This post contains SPOILERS for “Fifty Shades Freed”. If you haven’t seen the movie or read the books, probably should turn back now if you want to be surprised!
I’ll start off with, I haven’t read the books. This series is one of the few movies based on books that I haven’t read books. I have however read the Twilight series which this was originally fanfic of, so I had a general idea of what might happen in the movies plot-wise.
I’ve been single a while. I realized last night that I’ve had exactly one Valentine’s date in my “adult life,” so for the past few years my Bestie and I have been each other’s Valentine’s day date. She doesn’t call me “the best boyfriend ever” for no reason! I’ll be honest, I wasn’t super interested in the movies or books to begin with, but Bestie really wanted to go so, I went.
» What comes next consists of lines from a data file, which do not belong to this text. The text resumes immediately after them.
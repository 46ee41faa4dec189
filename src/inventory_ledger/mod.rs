//! InventoryLedger - Shelf Item State Store
//!
//! ## Responsibilities
//!
//! - Authoritative in-memory record of items keyed by `item_id`
//! - Explicit on_shelf / checked_out transitions with timestamps
//! - Atomic mutations under a single reader/writer lock
//!
//! Checkout and return are idempotent: repeating one refreshes its
//! timestamp and reports the state the item was in before the call.

mod types;

pub use types::{InventoryItem, InventorySnapshot, ItemState, StateTransition};

use crate::error::{Error, Result};
use chrono::{DateTime, Duration, Utc};
use std::collections::HashMap;
use tokio::sync::RwLock;

/// InventoryLedger instance
pub struct InventoryLedger {
    items: RwLock<HashMap<String, InventoryItem>>,
}

impl InventoryLedger {
    /// Create empty ledger
    pub fn new() -> Self {
        Self {
            items: RwLock::new(HashMap::new()),
        }
    }

    /// Add a new item, placed on the shelf
    pub async fn add_item(&self, item_id: &str, item_name: &str) -> Result<InventoryItem> {
        require_non_empty("item_id", item_id)?;
        require_non_empty("item_name", item_name)?;

        let mut items = self.items.write().await;
        if items.contains_key(item_id) {
            return Err(Error::Conflict(format!("item already exists: {}", item_id)));
        }

        let item = InventoryItem {
            item_id: item_id.to_string(),
            item_name: item_name.to_string(),
            state: ItemState::OnShelf,
            checked_in_at: Utc::now(),
            checked_out_at: None,
        };
        items.insert(item_id.to_string(), item.clone());

        tracing::info!(item_id = %item_id, item_name = %item_name, "Item added to inventory");
        Ok(item)
    }

    /// Get a single item
    pub async fn get_item(&self, item_id: &str) -> Result<InventoryItem> {
        self.items
            .read()
            .await
            .get(item_id)
            .cloned()
            .ok_or_else(|| not_found(item_id))
    }

    /// List items, optionally restricted to one state
    pub async fn get_inventory(&self, state: Option<ItemState>) -> InventorySnapshot {
        let items = self.items.read().await;

        let mut on_shelf_count = 0;
        let mut checked_out_count = 0;
        for item in items.values() {
            match item.state {
                ItemState::OnShelf => on_shelf_count += 1,
                ItemState::CheckedOut => checked_out_count += 1,
            }
        }

        let mut listed: Vec<InventoryItem> = items
            .values()
            .filter(|item| state.map_or(true, |s| item.state == s))
            .cloned()
            .collect();
        listed.sort_by(|a, b| a.item_id.cmp(&b.item_id));

        InventorySnapshot {
            total_count: listed.len(),
            items: listed,
            on_shelf_count,
            checked_out_count,
        }
    }

    /// Mark an item as taken off the shelf
    pub async fn checkout_item(&self, item_id: &str) -> Result<StateTransition> {
        let transition = self.transition(item_id, ItemState::CheckedOut).await?;
        tracing::info!(
            item_id = %item_id,
            previous_state = %transition.previous_state,
            "Item checked out"
        );
        Ok(transition)
    }

    /// Mark an item as back on the shelf
    pub async fn return_item(&self, item_id: &str) -> Result<StateTransition> {
        let transition = self.transition(item_id, ItemState::OnShelf).await?;
        tracing::info!(
            item_id = %item_id,
            previous_state = %transition.previous_state,
            "Item returned"
        );
        Ok(transition)
    }

    /// Delete an item regardless of its state
    pub async fn remove_item(&self, item_id: &str) -> Result<InventoryItem> {
        let removed = self
            .items
            .write()
            .await
            .remove(item_id)
            .ok_or_else(|| not_found(item_id))?;

        tracing::info!(item_id = %item_id, state = %removed.state, "Item removed from inventory");
        Ok(removed)
    }

    /// Align an item with what the camera sees
    ///
    /// Transitions only when the item's state disagrees with `on_shelf`;
    /// returns `None` when it already agrees. The check and the update
    /// happen under one write lock.
    pub async fn reconcile_presence(
        &self,
        item_id: &str,
        on_shelf: bool,
    ) -> Result<Option<StateTransition>> {
        let target = if on_shelf {
            ItemState::OnShelf
        } else {
            ItemState::CheckedOut
        };

        let mut items = self.items.write().await;
        let item = items.get_mut(item_id).ok_or_else(|| not_found(item_id))?;
        if item.state == target {
            return Ok(None);
        }

        Ok(Some(apply_transition(item, target, Utc::now())))
    }

    /// Number of items in the ledger
    pub async fn len(&self) -> usize {
        self.items.read().await.len()
    }

    pub async fn is_empty(&self) -> bool {
        self.items.read().await.is_empty()
    }

    async fn transition(&self, item_id: &str, target: ItemState) -> Result<StateTransition> {
        let mut items = self.items.write().await;
        let item = items.get_mut(item_id).ok_or_else(|| not_found(item_id))?;
        Ok(apply_transition(item, target, Utc::now()))
    }
}

impl Default for InventoryLedger {
    fn default() -> Self {
        Self::new()
    }
}

fn apply_transition(
    item: &mut InventoryItem,
    target: ItemState,
    now: DateTime<Utc>,
) -> StateTransition {
    let previous_state = item.state;
    match target {
        ItemState::CheckedOut => {
            item.checked_out_at = Some(strictly_after(item.checked_out_at, now));
        }
        ItemState::OnShelf => {
            item.checked_in_at = strictly_after(Some(item.checked_in_at), now);
            item.checked_out_at = None;
        }
    }
    item.state = target;

    StateTransition {
        item: item.clone(),
        previous_state,
    }
}

/// `now`, nudged forward if the clock has not moved past `previous`
fn strictly_after(previous: Option<DateTime<Utc>>, now: DateTime<Utc>) -> DateTime<Utc> {
    match previous {
        Some(prev) if now <= prev => prev + Duration::microseconds(1),
        _ => now,
    }
}

fn require_non_empty(field: &str, value: &str) -> Result<()> {
    if value.trim().is_empty() {
        return Err(Error::Validation(format!(
            "{} is required and must be a non-empty string",
            field
        )));
    }
    Ok(())
}

fn not_found(item_id: &str) -> Error {
    Error::NotFound(format!("item not found: {}", item_id))
}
The previous two movies (“Fifty Shades of Grey” & “Fifty Shades Darker” respectively) follow Ana Steele and Christian Grey as they go from a toxic Sub/Dom relationship to a somewhat less toxic romance. During that process Ana gets her boss fired after he attempts to assault her. The first two movies suffered from lackluster acting and stiff performances (and not in the good way). Yup, made a sex joke there.
While other reviews have, of course, slammed the movie, of the three I thought this was the best production. It had a pretty low bar to begin with, but overall the actors finally seemed to have some personality, and the supporting cast was probably the best part of the movie.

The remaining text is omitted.